- Born: 1957 (age 68–69) Sydney, Australia
- Known for: photography
- Website: zahalkaworld.com.au

= Anne Zahalka =

Australian photographer

Anne Zahalka (born 1957) is an Australian artist and photographer. Her work is held in the collections of the Art Gallery of New South Wales, National Gallery of Victoria, State Library of New South Wales and the National Gallery of Australia. In 2005, she was the recipient of the Leopold Godowsky Award at the Photographic Resource Centre in Boston.

==Early life and education==
Zahalka was born to a Jewish Austrian mother and Catholic Czech father. Her parents met and married in England during the Second World War. Zahalka subsequently developed an interest in Australia's migrants and diverse cultures.
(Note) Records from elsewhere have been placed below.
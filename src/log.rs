//! Workflow event side-channel.
//!
//! Workflows and the orchestrator report lifecycle events through an
//! [`EventSink`] handed in at construction time. Sinks are side-effect-only:
//! they observe `(event, payload)` pairs and never alter the payload's
//! journey through the data path. Events arrive concurrently from
//! independently scheduled tasks, so every sink must be safe to call from
//! any execution unit.

use std::fs::OpenOptions;
use std::io::Write;
use std::path::PathBuf;
use std::sync::Mutex;

use crate::error::{Error, Result};

/// Lifecycle stages reported through a sink.
pub mod stage {
    pub const REQUEST_RECEIVED: &str = "request_received";
    pub const REQUEST_PREPARED: &str = "request_prepared";
    pub const REQUEST_SENT: &str = "request_sent";
    pub const RESPONSE_RECEIVED: &str = "response_received";
    pub const RESPONSE_PREPARED: &str = "response_prepared";
    pub const REQUEST_FAILED: &str = "request_failed";
    pub const REQUEST_ABANDONED: &str = "request_abandoned";
}

/// Compose a workflow-scoped event name, e.g. `pbm_workflow::request_sent`.
pub fn scoped(workflow: &str, stage: &str) -> String {
    format!("{workflow}::{stage}")
}

/// A sink for workflow lifecycle events.
pub trait EventSink: Send + Sync {
    /// Record one event. Side-effect-only.
    fn emit(&self, event: &str, payload: &str);
}

/// Render one event in the record format: timestamp, calling thread, event
/// name, payload.
fn format_record(event: &str, payload: &str) -> String {
    let thread = std::thread::current()
        .name()
        .unwrap_or("unnamed")
        .to_string();
    let timestamp = chrono::Local::now().format("%H:%M:%S%.6f");
    format!("[{}] [{}] {} {}", timestamp, thread, event, payload)
}

/// Writes records to stderr.
pub struct StderrSink;

impl EventSink for StderrSink {
    fn emit(&self, event: &str, payload: &str) {
        eprintln!("{}", format_record(event, payload));
    }
}

/// Appends records to a log file, one per line. Write failures are dropped;
/// logging must never fail a request.
pub struct FileSink {
    path: PathBuf,
}

impl FileSink {
    pub fn new(path: impl Into<PathBuf>) -> Self {
        Self { path: path.into() }
    }

    /// Default log location under the home dot-directory.
    pub fn default_path() -> Result<PathBuf> {
        Ok(dirs::home_dir()
            .ok_or(Error::NoHomeDir)?
            .join(".rxfan")
            .join("rxfan.log"))
    }

    pub fn path(&self) -> &PathBuf {
        &self.path
    }
}

impl EventSink for FileSink {
    fn emit(&self, event: &str, payload: &str) {
        if let Some(parent) = self.path.parent() {
            let _ = std::fs::create_dir_all(parent);
        }
        if let Ok(mut file) = OpenOptions::new().create(true).append(true).open(&self.path) {
            let _ = writeln!(file, "{}", format_record(event, payload));
        }
    }
}

/// Swallows every event.
pub struct NullSink;

impl EventSink for NullSink {
    fn emit(&self, _event: &str, _payload: &str) {}
}

/// Buffers events in memory so tests can assert on emission.
#[derive(Default)]
pub struct MemorySink {
    records: Mutex<Vec<(String, String)>>,
}

impl MemorySink {
    pub fn new() -> Self {
        Self::default()
    }

    /// All `(event, payload)` pairs recorded so far, in emission order.
    pub fn records(&self) -> Vec<(String, String)> {
        self.records.lock().unwrap().clone()
    }

    /// Event names only, in emission order.
    pub fn names(&self) -> Vec<String> {
        self.records
            .lock()
            .unwrap()
            .iter()
            .map(|(event, _)| event.clone())
            .collect()
    }

    pub fn contains(&self, event: &str) -> bool {
        self.records
            .lock()
            .unwrap()
            .iter()
            .any(|(recorded, _)| recorded == event)
    }
}

impl EventSink for MemorySink {
    fn emit(&self, event: &str, payload: &str) {
        self.records
            .lock()
            .unwrap()
            .push((event.to_string(), payload.to_string()));
    }
}
use std::path::PathBuf;
use std::sync::Arc;

use clap::Parser;

use rxfan::config::Config;
use rxfan::log::{EventSink, FileSink, NullSink, StderrSink};
use rxfan::{Orchestrator, Result};

/// rxfan - concurrent fan-out engine for prescription benefit requests
#[derive(Parser, Debug)]
#[command(name = "rxfan")]
#[command(version, about, long_about = None)]
pub struct Cli {
    /// Inbound benefit request, "::"-separated
    #[arg(default_value = "rtpbi_request::preferred")]
    pub request: String,

    /// Print workflow events to stderr as they occur
    #[arg(short, long)]
    pub verbose: bool,

    /// Emit the response as JSON
    #[arg(long)]
    pub json: bool,

    /// Alternate config file path
    #[arg(short, long)]
    pub config: Option<PathBuf>,
}

fn main() -> Result<()> {
    let cli = Cli::parse();

    let config = match &cli.config {
        Some(path) => Config::load_from(path)?,
        None => Config::load()?,
    };

    let sink: Arc<dyn EventSink> = if cli.verbose {
        Arc::new(StderrSink)
    } else if let Some(path) = &config.log_file {
        Arc::new(FileSink::new(path))
    } else {
        Arc::new(NullSink)
    };

    let orchestrator = Orchestrator::from_config(&config, sink);

    let rt = tokio::runtime::Runtime::new()?;
    let response = rt.block_on(orchestrator.handle(&cli.request))?;

    if cli.json {
        let output = serde_json::json!({
            "request": cli.request,
            "response": response,
        });
        println!("{}", serde_json::to_string_pretty(&output)?);
    } else {
        println!("{response}");
    }

    Ok(())
}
She studied at Sydney College of the Arts (undergraduate and postgraduate), 1979.

== Career ==
Zahalka's artwork revolves around Australian culture, focusing on themes such as gender roles, leisure activities and the conventions of art. She has spoken in interviews of her family and how her upbringing has influenced her work. She reflects on the lack of migrants' written documents, images and texts about Australia. Her best known image is The Sunbather #2. Another major art commission, Welcome to Sydney, was completed in 2003 for Sydney Airport.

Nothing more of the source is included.